Les autorités burkinabè ont libéré 11 officiers nigérians qui étaient détenus après l’atterrissage non autorisé d’un avion militaire nigérian dans la ville de Bobo-Dioulasso, à l’ouest du pays.
Le gouvernement nigérian a indiqué que l’appareil, un C-130, se rendait au Portugal et avait dû effectuer un atterrissage d’urgence en raison d’une « panne technique ».
De son côté, le Burkina Faso a qualifié l’incident de « violation des procédures nationales » après l’entrée de l’avion dans son espace aérien sans autorisation préalable.
L’Alliance des États du Sahel — regroupant le Burkina Faso, le Mali et le Niger — a décrit l’incident comme un « acte inamical », affirmant que les enquêtes avaient confirmé une atteinte à la souveraineté aérienne.

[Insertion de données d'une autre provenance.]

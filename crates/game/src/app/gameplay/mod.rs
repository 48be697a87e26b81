mod entities;
mod entity;
mod error;
mod events;
mod factory;
mod hero;
mod orchestrator;
mod quest;
mod resources;
mod scenes;
mod util;
mod variables;

use std::rc::Rc;

use engine::{Scene, SceneFactory, View};
use tracing::info;

pub(crate) use entities::builtin_registry;
pub(crate) use factory::EntityRegistry;
pub(crate) use quest::{Quest, QuestError};

use resources::all_resources;
use scenes::{PlayingScene, SplashScene};

pub(crate) const GAME_TITLE: &str = "Rustman";

/// Everything a fresh run of the game is built from.
#[derive(Clone)]
pub(crate) struct GameSetup {
    pub(crate) quest: Rc<Quest>,
    pub(crate) registry: Rc<EntityRegistry>,
    pub(crate) start_level: usize,
    /// Jump straight into play, for level testing.
    pub(crate) skip_splash: bool,
}

/// Builds the first scene of every run. Resources are preloaded the first
/// time only; a level reset reuses them.
pub(crate) fn build_scene_factory(setup: GameSetup) -> SceneFactory {
    let mut preloaded = false;
    Box::new(move |view: &mut dyn View| -> Box<dyn Scene> {
        if !preloaded {
            view.set_title(GAME_TITLE);
            let resources = all_resources();
            info!(resource_count = resources.len(), "resources_preloading");
            for resource in resources {
                view.preload(resource);
            }
            preloaded = true;
        }

        if setup.skip_splash {
            Box::new(PlayingScene::new(&setup, setup.start_level))
        } else {
            Box::new(SplashScene::new(setup.clone()))
        }
    })
}

#[cfg(test)]
mod test_support;
use std::collections::BTreeMap;
use std::path::{Path, PathBuf};

use tracing::{debug, trace};

use super::{MusicId, SoundId};

pub type VoiceId = i32;

/// Sound slot reserved for the streamed music track.
pub const MUSIC_SOUND_SLOT: SoundId = 1024;

pub trait Audio {
    fn load_sound(&mut self, sound: SoundId, path: &Path);
    fn create_voice(&mut self) -> VoiceId;
    fn play_voice(&mut self, voice: VoiceId, sound: SoundId, looped: bool);
    fn stop_voice(&mut self, voice: VoiceId);
    /// With `when_finished`, the voice is reclaimed once playback ends.
    fn release_voice(&mut self, voice: VoiceId, when_finished: bool);
}

/// Tracks the current music track so that requesting the same track again
/// keeps it playing instead of restarting it.
#[derive(Debug)]
pub struct MusicDeck {
    music_dir: PathBuf,
    current_track: Option<MusicId>,
    voice: Option<VoiceId>,
}

impl MusicDeck {
    pub fn new(music_dir: PathBuf) -> Self {
        Self {
            music_dir,
            current_track: None,
            voice: None,
        }
    }

    pub fn current_track(&self) -> Option<MusicId> {
        self.current_track
    }

    pub fn track_path(&self, track: MusicId) -> PathBuf {
        self.music_dir.join(format!("music-{track:02}.ogg"))
    }

    pub fn play_music(&mut self, audio: &mut dyn Audio, track: MusicId) {
        if self.current_track == Some(track) {
            return;
        }
        self.stop_music(audio);

        let path = self.track_path(track);
        audio.load_sound(MUSIC_SOUND_SLOT, &path);
        let voice = audio.create_voice();
        audio.play_voice(voice, MUSIC_SOUND_SLOT, true);
        self.voice = Some(voice);
        self.current_track = Some(track);
        debug!(track, path = %path.display(), "music_started");
    }

    pub fn stop_music(&mut self, audio: &mut dyn Audio) {
        if let Some(voice) = self.voice.take() {
            audio.stop_voice(voice);
            audio.release_voice(voice, false);
            debug!(track = ?self.current_track, "music_stopped");
        }
        self.current_track = None;
    }

    /// One-shot voice that releases itself when done.
    pub fn play_sound(&mut self, audio: &mut dyn Audio, sound: SoundId) {
        let voice = audio.create_voice();
        audio.play_voice(voice, sound, false);
        audio.release_voice(voice, true);
    }
}

/// Backend that accepts every request and produces no output.
#[derive(Debug, Default)]
pub struct SilentAudio {
    next_voice: VoiceId,
    loaded: BTreeMap<SoundId, PathBuf>,
    looping: BTreeMap<VoiceId, SoundId>,
}

impl SilentAudio {
    pub fn loaded_sounds(&self) -> usize {
        self.loaded.len()
    }

    pub fn looping_voices(&self) -> usize {
        self.looping.len()
    }
}

impl Audio for SilentAudio {
    fn load_sound(&mut self, sound: SoundId, path: &Path) {
        trace!(sound, path = %path.display(), "sound_loaded");
        self.loaded.insert(sound, path.to_path_buf());
    }

    fn create_voice(&mut self) -> VoiceId {
        self.next_voice += 1;
        self.next_voice
    }

    fn play_voice(&mut self, voice: VoiceId, sound: SoundId, looped: bool) {
        trace!(voice, sound, looped, "voice_play");
        if looped {
            self.looping.insert(voice, sound);
        }
    }

    fn stop_voice(&mut self, voice: VoiceId) {
        self.looping.remove(&voice);
    }

    fn release_voice(&mut self, voice: VoiceId, _when_finished: bool) {
        self.looping.remove(&voice);
    }
}

#[cfg(test)]
mod tests {
    use super::*;

    #[derive(Debug, Default)]
    struct RecordingAudio {
        next_voice: VoiceId,
        calls: Vec<String>,
    }

    impl Audio for RecordingAudio {
        fn load_sound(&mut self, sound: SoundId, path: &Path) {
            self.calls.push(format!("load {sound} {}", path.display()));
        }

        fn create_voice(&mut self) -> VoiceId {
            self.next_voice += 1;
            self.calls.push(format!("create {}", self.next_voice));
            self.next_voice
        }

        fn play_voice(&mut self, voice: VoiceId, sound: SoundId, looped: bool) {
            self.calls.push(format!("play {voice} {sound} {looped}"));
        }

        fn stop_voice(&mut self, voice: VoiceId) {
            self.calls.push(format!("stop {voice}"));
        }

        fn release_voice(&mut self, voice: VoiceId, when_finished: bool) {
            self.calls.push(format!("release {voice} {when_finished}"));
        }
    }

    #[test]
    fn same_track_does_not_restart() {
        let mut audio = RecordingAudio::default();
        let mut deck = MusicDeck::new(PathBuf::from("music"));

        deck.play_music(&mut audio, 3);
        let after_first = audio.calls.len();
        deck.play_music(&mut audio, 3);

        assert_eq!(audio.calls.len(), after_first);
        assert_eq!(deck.current_track(), Some(3));
    }

    #[test]
    fn switching_track_stops_previous_voice() {
        let mut audio = RecordingAudio::default();
        let mut deck = MusicDeck::new(PathBuf::from("music"));

        deck.play_music(&mut audio, 1);
        deck.play_music(&mut audio, 2);

        assert_eq!(
            audio.calls,
            vec![
                format!("load 1024 {}", PathBuf::from("music/music-01.ogg").display()),
                "create 1".to_string(),
                "play 1 1024 true".to_string(),
                "stop 1".to_string(),
                "release 1 false".to_string(),
                format!("load 1024 {}", PathBuf::from("music/music-02.ogg").display()),
                "create 2".to_string(),
                "play 2 1024 true".to_string(),
            ]
        );
    }

    #[test]
    fn stop_then_same_track_plays_again() {
        let mut audio = RecordingAudio::default();
        let mut deck = MusicDeck::new(PathBuf::from("music"));

        deck.play_music(&mut audio, 0);
        deck.stop_music(&mut audio);
        assert_eq!(deck.current_track(), None);
        deck.play_music(&mut audio, 0);
        assert_eq!(deck.current_track(), Some(0));
        assert_eq!(audio.calls.last().map(String::as_str), Some("play 2 1024 true"));
    }

    #[test]
    fn one_shot_sound_releases_when_finished() {
        let mut audio = RecordingAudio::default();
        let mut deck = MusicDeck::new(PathBuf::from("music"));
        deck.play_sound(&mut audio, 7);
        assert_eq!(
            audio.calls,
            vec!["create 1", "play 1 7 false", "release 1 true"]
        );
    }

    #[test]
    fn silent_audio_forgets_released_loops() {
        let mut audio = SilentAudio::default();
        let mut deck = MusicDeck::new(PathBuf::from("music"));
        deck.play_music(&mut audio, 5);
        assert_eq!(audio.looping_voices(), 1);
        assert_eq!(audio.loaded_sounds(), 1);
        deck.stop_music(&mut audio);
        assert_eq!(audio.looping_voices(), 0);
    }
}
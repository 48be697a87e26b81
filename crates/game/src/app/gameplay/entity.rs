use std::fmt;
use std::ops::BitOr;

use engine::{Actor, Body, CollisionGroup, Control, Rect, SolidQuery, TileGrid, Trace, Vec2, View};

use super::events::{EventQueue, GameEvent};
use super::resources::Sound;
use super::variables::{VarId, Variable, VariableStore};

pub(crate) const GROUP_WALLS: CollisionGroup = CollisionGroup::from_bits(1);
pub(crate) const GROUP_PLAYER: CollisionGroup = CollisionGroup::from_bits(2);
/// Set on the player only while it is not blinking.
pub(crate) const GROUP_SOLID_PLAYER: CollisionGroup = CollisionGroup::from_bits(4);
pub(crate) const GROUP_BONUS: CollisionGroup = CollisionGroup::from_bits(8);
pub(crate) const GROUP_LADDER: CollisionGroup = CollisionGroup::from_bits(16);

#[derive(Debug, Clone, Copy, Default, PartialEq, Eq, PartialOrd, Ord, Hash)]
pub(crate) struct EntityId(pub(crate) i32);

impl EntityId {
    /// Entity-local variables share the entity's id. Negative ids name
    /// game-wide variables, so the player has no local slot.
    pub(crate) fn var(self) -> Option<VarId> {
        (self.0 >= 0).then_some(self.0)
    }
}

impl fmt::Display for EntityId {
    fn fmt(&self, f: &mut fmt::Formatter<'_>) -> fmt::Result {
        write!(f, "{}", self.0)
    }
}

/// State every entity carries regardless of kind.
#[derive(Debug, Clone, Copy, Default, PartialEq)]
pub(crate) struct EntityCore {
    pub(crate) id: EntityId,
    pub(crate) body: Body,
    /// Removed in the removal pass of the tick it was set in.
    pub(crate) dead: bool,
}

impl EntityCore {
    pub(crate) fn new(body: Body) -> Self {
        Self {
            id: EntityId::default(),
            body,
            dead: false,
        }
    }
}

/// Optional interfaces an entity declares, queried instead of inspecting
/// concrete types.
#[derive(Debug, Clone, Copy, Default, PartialEq, Eq)]
pub(crate) struct Capabilities(u8);

impl Capabilities {
    pub(crate) const NONE: Capabilities = Capabilities(0);
    pub(crate) const DAMAGEABLE: Capabilities = Capabilities(1);
    pub(crate) const PLAYER: Capabilities = Capabilities(2);
    pub(crate) const CLIMBABLE: Capabilities = Capabilities(4);

    pub(crate) const fn contains(self, other: Capabilities) -> bool {
        self.0 & other.0 == other.0 && other.0 != 0
    }
}

impl BitOr for Capabilities {
    type Output = Capabilities;

    fn bitor(self, rhs: Capabilities) -> Capabilities {
        Capabilities(self.0 | rhs.0)
    }
}

pub(crate) trait Damageable {
    fn on_damage(&mut self, amount: i32, game: &mut GameContext<'_>);
}

pub(crate) trait Player {
    fn think(&mut self, control: Control);
    fn position(&self) -> Vec2;
    /// Moves the player and everything it is latched onto.
    fn translate(&mut self, delta: Vec2);
    fn health(&self) -> f32;
    fn artifact_count(&self) -> i32;
    fn add_artifact(&mut self, game: &mut GameContext<'_>);
    fn add_upgrade(&mut self, upgrade: i32, game: &mut GameContext<'_>);
}

pub(crate) trait Entity {
    fn core(&self) -> &EntityCore;
    fn core_mut(&mut self) -> &mut EntityCore;
    fn kind(&self) -> &'static str;

    fn capabilities(&self) -> Capabilities {
        Capabilities::NONE
    }

    /// Called once when the entity becomes active.
    fn enter(&mut self, _game: &mut GameContext<'_>) {}
    /// Called once in the removal pass, before the entity is dropped.
    fn leave(&mut self, _game: &mut GameContext<'_>) {}
    fn tick(&mut self, _game: &mut GameContext<'_>, _physics: &dyn Physics) {}
    fn add_actors(&self, actors: &mut Vec<Actor>);
    fn on_collision(&mut self, _other: &mut dyn Entity, _game: &mut GameContext<'_>) {}

    fn as_damageable(&mut self) -> Option<&mut dyn Damageable> {
        None
    }

    fn as_player(&mut self) -> Option<&mut dyn Player> {
        None
    }

    fn as_player_ref(&self) -> Option<&dyn Player> {
        None
    }

    fn body(&self) -> &Body {
        &self.core().body
    }

    fn is_dead(&self) -> bool {
        self.core().dead
    }
}

/// World state entities may touch while the entity list itself is borrowed.
#[derive(Default)]
pub(crate) struct SharedState {
    pub(crate) vars: VariableStore,
    pub(crate) events: EventQueue<GameEvent>,
    pub(crate) spawned: Vec<Box<dyn Entity>>,
    pub(crate) respawn_requested: bool,
}

/// The game as seen by entities.
pub(crate) struct GameContext<'a> {
    state: &'a mut SharedState,
    view: &'a mut dyn View,
}

impl<'a> GameContext<'a> {
    pub(crate) fn new(state: &'a mut SharedState, view: &'a mut dyn View) -> Self {
        Self { state, view }
    }

    pub(crate) fn play_sound(&mut self, sound: Sound) {
        self.view.play_sound(sound.id());
    }

    pub(crate) fn stop_music(&mut self) {
        self.view.stop_music();
    }

    pub(crate) fn text_box(&mut self, message: &str) {
        self.view.text_box(message);
    }

    pub(crate) fn set_ambient_light(&mut self, amount: f32) {
        self.view.set_ambient_light(amount);
    }

    /// Queues an entity; it becomes active at the end of the current tick.
    pub(crate) fn spawn(&mut self, entity: Box<dyn Entity>) {
        self.state.spawned.push(entity);
    }

    pub(crate) fn variable(&mut self, id: VarId) -> &mut Variable {
        self.state.vars.slot(id)
    }

    pub(crate) fn post_event(&mut self, event: GameEvent) {
        self.state.events.send(event);
    }

    /// Sends the player back to the last save once the current tick ends.
    pub(crate) fn respawn(&mut self) {
        self.state.respawn_requested = true;
    }
}

/// Collision queries available to a ticking entity.
pub(crate) trait Physics {
    /// True when `rect` hits the edifice or a solid body `mover` reacts to.
    fn is_solid(&self, mover: &Body, rect: Rect) -> bool;
    fn slide_move(&self, body: &mut Body, delta: Vec2) -> Trace;
}

/// Physics view for one entity: the room tiles plus every other active
/// entity, dead ones included.
pub(crate) struct PhysicsProbe<'a> {
    edifice: &'a TileGrid,
    before: &'a [Box<dyn Entity>],
    after: &'a [Box<dyn Entity>],
}

impl<'a> PhysicsProbe<'a> {
    pub(crate) fn new(
        edifice: &'a TileGrid,
        before: &'a [Box<dyn Entity>],
        after: &'a [Box<dyn Entity>],
    ) -> Self {
        Self {
            edifice,
            before,
            after,
        }
    }

    fn others(&self) -> impl Iterator<Item = &Body> + '_ {
        self.before
            .iter()
            .chain(self.after.iter())
            .map(|entity| entity.body())
    }
}

impl Physics for PhysicsProbe<'_> {
    fn is_solid(&self, mover: &Body, rect: Rect) -> bool {
        if self.edifice.is_box_solid(rect) {
            return true;
        }
        self.others()
            .any(|other| other.blocks(mover) && other.rect().overlaps(&rect))
    }

    fn slide_move(&self, body: &mut Body, delta: Vec2) -> Trace {
        let query = MoverQuery {
            probe: self,
            mover: *body,
        };
        engine::slide_move(&query, body, delta)
    }
}

struct MoverQuery<'p, 'a> {
    probe: &'p PhysicsProbe<'a>,
    mover: Body,
}

impl SolidQuery for MoverQuery<'_, '_> {
    fn is_solid(&self, rect: Rect) -> bool {
        self.probe.is_solid(&self.mover, rect)
    }
}

#[cfg(test)]
mod tests {
    use engine::Size2;

    use super::super::orchestrator::{LEVEL_ID_STRIDE, PLAYER_ID};
    use super::*;

    struct Block {
        core: EntityCore,
    }

    impl Entity for Block {
        fn core(&self) -> &EntityCore {
            &self.core
        }

        fn core_mut(&mut self) -> &mut EntityCore {
            &mut self.core
        }

        fn kind(&self) -> &'static str {
            "block"
        }

        fn add_actors(&self, _actors: &mut Vec<Actor>) {}
    }

    fn block_at(x: f32, y: f32) -> Box<dyn Entity> {
        Box::new(Block {
            core: EntityCore::new(Body {
                pos: Vec2::new(x, y),
                size: Size2::square(1.0),
                group: GROUP_WALLS,
                mask: CollisionGroup::NONE,
                solid: true,
            }),
        })
    }

    fn walker() -> Body {
        Body {
            pos: Vec2::new(1.0, 1.0),
            size: Size2::new(0.5, 1.0),
            group: GROUP_PLAYER,
            mask: GROUP_WALLS,
            solid: false,
        }
    }

    #[test]
    fn capabilities_contain_declared_flags_only() {
        let caps = Capabilities::DAMAGEABLE | Capabilities::PLAYER;
        assert!(caps.contains(Capabilities::PLAYER));
        assert!(caps.contains(Capabilities::DAMAGEABLE | Capabilities::PLAYER));
        assert!(!caps.contains(Capabilities::CLIMBABLE));
        assert!(!caps.contains(Capabilities::NONE));
    }

    #[test]
    fn only_room_entities_own_a_local_variable() {
        assert_eq!(PLAYER_ID.var(), None);
        assert_eq!(EntityId(0).var(), Some(0));
        let id = EntityId(2 * LEVEL_ID_STRIDE + 5);
        assert_eq!(id.var(), Some(2005));
    }

    #[test]
    fn solid_entity_blocks_reacting_mover() {
        let tiles = TileGrid::empty(8, 8);
        let others = vec![block_at(3.0, 1.0)];
        let probe = PhysicsProbe::new(&tiles, &others, &[]);

        let mut body = walker();
        let trace = probe.slide_move(&mut body, Vec2::new(2.0, 0.0));
        assert!(trace.blocked_x);
        assert!(body.rect().right() <= 3.0);
        assert!(body.rect().right() > 2.9);
    }

    #[test]
    fn mover_ignoring_walls_passes_through_blocks() {
        let tiles = TileGrid::empty(8, 8);
        let others = vec![block_at(3.0, 1.0)];
        let probe = PhysicsProbe::new(&tiles, &[], &others);

        let mut body = walker();
        body.mask = CollisionGroup::NONE;
        let trace = probe.slide_move(&mut body, Vec2::new(2.0, 0.0));
        assert!(!trace.blocked_x);
        assert_eq!(body.pos, Vec2::new(3.0, 1.0));
    }

    #[test]
    fn edifice_tiles_are_solid_for_everyone() {
        let mut tiles = TileGrid::empty(8, 8);
        tiles.set_tile(1, 0, 1);
        let probe = PhysicsProbe::new(&tiles, &[], &[]);

        let mut body = walker();
        body.mask = CollisionGroup::NONE;
        let trace = probe.slide_move(&mut body, Vec2::new(0.0, -0.5));
        assert!(trace.blocked_y);
        assert!((body.pos.y - 1.0).abs() < 0.01);
    }
}
use crate::geom::{Size2, Vec2};

pub type ModelId = i32;
pub type SoundId = i32;
pub type MusicId = i32;

/// One drawable instance for the current frame.
///
/// `pos` is the bottom-left corner in world units; `scale` is the drawn
/// extent. `action` picks the frame row of the model (the cell for tilesets)
/// and `ratio` the progress through that row's animation, in `[0, 1)`.
#[derive(Debug, Clone, Copy, PartialEq)]
pub struct Actor {
    pub model: ModelId,
    pub pos: Vec2,
    pub scale: Size2,
    pub action: i32,
    pub ratio: f32,
    pub flip_x: bool,
    pub blinking: bool,
    pub screen_space: bool,
    pub z_order: i32,
}

impl Actor {
    pub fn new(model: ModelId, pos: Vec2, scale: Size2) -> Self {
        Self {
            model,
            pos,
            scale,
            action: 0,
            ratio: 0.0,
            flip_x: false,
            blinking: false,
            screen_space: false,
            z_order: 0,
        }
    }
}

#[derive(Debug, Clone, Copy, PartialEq, Eq)]
pub enum ResourceKind {
    Sound,
    Model,
    /// 8x8 grid of tiles; `Actor::action` selects the cell.
    Tileset,
}

#[derive(Debug, Clone, PartialEq, Eq)]
pub struct Resource {
    pub kind: ResourceKind,
    pub id: i32,
    /// Relative to the asset root.
    pub path: String,
}

impl Resource {
    pub fn new(kind: ResourceKind, id: i32, path: impl Into<String>) -> Self {
        Self {
            kind,
            id,
            path: path.into(),
        }
    }
}

/// Presentation sink the scenes talk to. Every call is fire-and-forget.
pub trait View {
    fn set_title(&mut self, title: &str);
    fn preload(&mut self, resource: Resource);
    fn text_box(&mut self, message: &str);
    fn play_music(&mut self, track: MusicId);
    fn stop_music(&mut self);
    fn play_sound(&mut self, sound: SoundId);
    fn set_camera_pos(&mut self, pos: Vec2);
    fn set_ambient_light(&mut self, amount: f32);
    fn send_actor(&mut self, actor: Actor);
    /// Text in character cells from the top-left corner of the screen.
    fn draw_text(&mut self, cell: Vec2, text: &str);
}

L’alliance a par ailleurs placé ses forces en état d’alerte maximale, ordonnant de « neutraliser toute intrusion aérienne » non autorisée.
Cet épisode survient dans un contexte de tensions régionales croissantes, après le retrait des trois pays sahéliens de la CEDEAO en début d’année.
Le Niger a également annoncé récemment de nouvelles restrictions de sécurité sur les marchandises en provenance du Nigeria, signe de l’ampleur des inquiétudes sécuritaires dans la région.